# WHAT YOU WILL DO
Set down the lines below exactly as they stand, please. Go from the first through the one containing "pub(crate) assets: &'a".

# EXTRACTED DATA

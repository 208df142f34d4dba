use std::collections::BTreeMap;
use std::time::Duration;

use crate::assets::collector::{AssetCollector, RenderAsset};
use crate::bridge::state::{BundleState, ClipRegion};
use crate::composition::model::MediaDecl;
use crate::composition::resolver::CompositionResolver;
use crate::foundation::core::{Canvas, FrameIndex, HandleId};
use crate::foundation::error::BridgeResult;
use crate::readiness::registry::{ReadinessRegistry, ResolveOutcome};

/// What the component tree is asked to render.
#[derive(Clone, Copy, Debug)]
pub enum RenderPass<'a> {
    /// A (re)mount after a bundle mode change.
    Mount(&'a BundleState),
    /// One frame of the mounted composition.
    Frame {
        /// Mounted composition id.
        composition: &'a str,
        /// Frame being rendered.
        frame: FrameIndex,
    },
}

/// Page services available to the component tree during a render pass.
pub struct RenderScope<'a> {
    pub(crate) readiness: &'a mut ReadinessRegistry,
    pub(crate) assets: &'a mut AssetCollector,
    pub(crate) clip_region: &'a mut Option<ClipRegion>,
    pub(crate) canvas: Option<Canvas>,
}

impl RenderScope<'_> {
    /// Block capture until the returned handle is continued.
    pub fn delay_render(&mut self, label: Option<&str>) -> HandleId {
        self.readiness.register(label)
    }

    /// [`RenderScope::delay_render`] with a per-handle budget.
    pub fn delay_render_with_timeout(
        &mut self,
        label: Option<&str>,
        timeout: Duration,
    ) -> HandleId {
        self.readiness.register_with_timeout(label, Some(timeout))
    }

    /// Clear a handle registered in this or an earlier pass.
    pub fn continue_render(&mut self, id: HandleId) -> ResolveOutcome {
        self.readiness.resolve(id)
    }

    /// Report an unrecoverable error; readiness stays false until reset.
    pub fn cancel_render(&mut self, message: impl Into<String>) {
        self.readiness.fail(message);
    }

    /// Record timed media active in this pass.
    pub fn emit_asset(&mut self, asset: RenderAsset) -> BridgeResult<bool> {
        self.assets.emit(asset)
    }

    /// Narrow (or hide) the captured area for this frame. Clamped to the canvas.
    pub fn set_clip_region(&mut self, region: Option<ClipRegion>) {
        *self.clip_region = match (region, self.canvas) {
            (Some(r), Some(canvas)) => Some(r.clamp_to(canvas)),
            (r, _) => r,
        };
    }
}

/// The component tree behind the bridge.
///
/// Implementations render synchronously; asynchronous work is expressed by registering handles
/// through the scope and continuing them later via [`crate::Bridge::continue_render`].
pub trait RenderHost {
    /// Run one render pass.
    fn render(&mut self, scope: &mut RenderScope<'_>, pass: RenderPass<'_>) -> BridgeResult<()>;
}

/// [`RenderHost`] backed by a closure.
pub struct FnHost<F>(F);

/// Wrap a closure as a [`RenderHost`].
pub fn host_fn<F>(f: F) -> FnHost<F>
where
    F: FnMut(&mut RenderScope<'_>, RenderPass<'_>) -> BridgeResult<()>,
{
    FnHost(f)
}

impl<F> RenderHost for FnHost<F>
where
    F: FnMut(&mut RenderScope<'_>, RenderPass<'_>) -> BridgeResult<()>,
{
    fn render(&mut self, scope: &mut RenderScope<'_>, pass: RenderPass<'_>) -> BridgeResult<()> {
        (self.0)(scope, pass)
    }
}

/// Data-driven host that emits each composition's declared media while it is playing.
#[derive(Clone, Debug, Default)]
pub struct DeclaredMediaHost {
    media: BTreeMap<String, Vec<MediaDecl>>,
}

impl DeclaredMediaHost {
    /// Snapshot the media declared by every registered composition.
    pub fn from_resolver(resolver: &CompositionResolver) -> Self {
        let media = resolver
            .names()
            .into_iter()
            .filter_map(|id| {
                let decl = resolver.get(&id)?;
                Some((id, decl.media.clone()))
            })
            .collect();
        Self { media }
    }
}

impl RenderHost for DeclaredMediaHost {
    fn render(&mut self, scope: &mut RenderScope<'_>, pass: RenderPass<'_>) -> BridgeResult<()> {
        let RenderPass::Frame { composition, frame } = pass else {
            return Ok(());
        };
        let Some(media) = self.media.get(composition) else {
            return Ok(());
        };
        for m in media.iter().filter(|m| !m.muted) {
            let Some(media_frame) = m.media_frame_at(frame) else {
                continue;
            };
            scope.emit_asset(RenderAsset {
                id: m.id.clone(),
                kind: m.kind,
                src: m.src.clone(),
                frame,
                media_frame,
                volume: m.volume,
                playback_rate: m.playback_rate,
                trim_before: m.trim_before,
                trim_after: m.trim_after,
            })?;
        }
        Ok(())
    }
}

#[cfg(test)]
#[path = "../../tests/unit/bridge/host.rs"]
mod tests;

# YOUR RESPONSE
repository 208df142f34d4dba
use std::collections::BTreeMap;
use std::time::Duration;

use crate::assets::collector::{AssetCollector, RenderAsset};
use crate::bridge::state::{BundleState, ClipRegion};
use crate::composition::model::MediaDecl;
use crate::composition::resolver::CompositionResolver;
use crate::foundation::core::{Canvas, FrameIndex, HandleId};
use crate::foundation::error::BridgeResult;
use crate::readiness::registry::{ReadinessRegistry, ResolveOutcome};

/// What the component tree is asked to render.
#[derive(Clone, Copy, Debug)]
pub enum RenderPass<'a> {
    /// A (re)mount after a bundle mode change.
    Mount(&'a BundleState),
    /// One frame of the mounted composition.
    Frame {
        /// Mounted composition id.
        composition: &'a str,
        /// Frame being rendered.
        frame: FrameIndex,
    },
}

/// Page services available to the component tree during a render pass.
pub struct RenderScope<'a> {
    pub(crate) readiness: &'a mut ReadinessRegistry,
    pub(crate) assets: &'a mut AssetCollector,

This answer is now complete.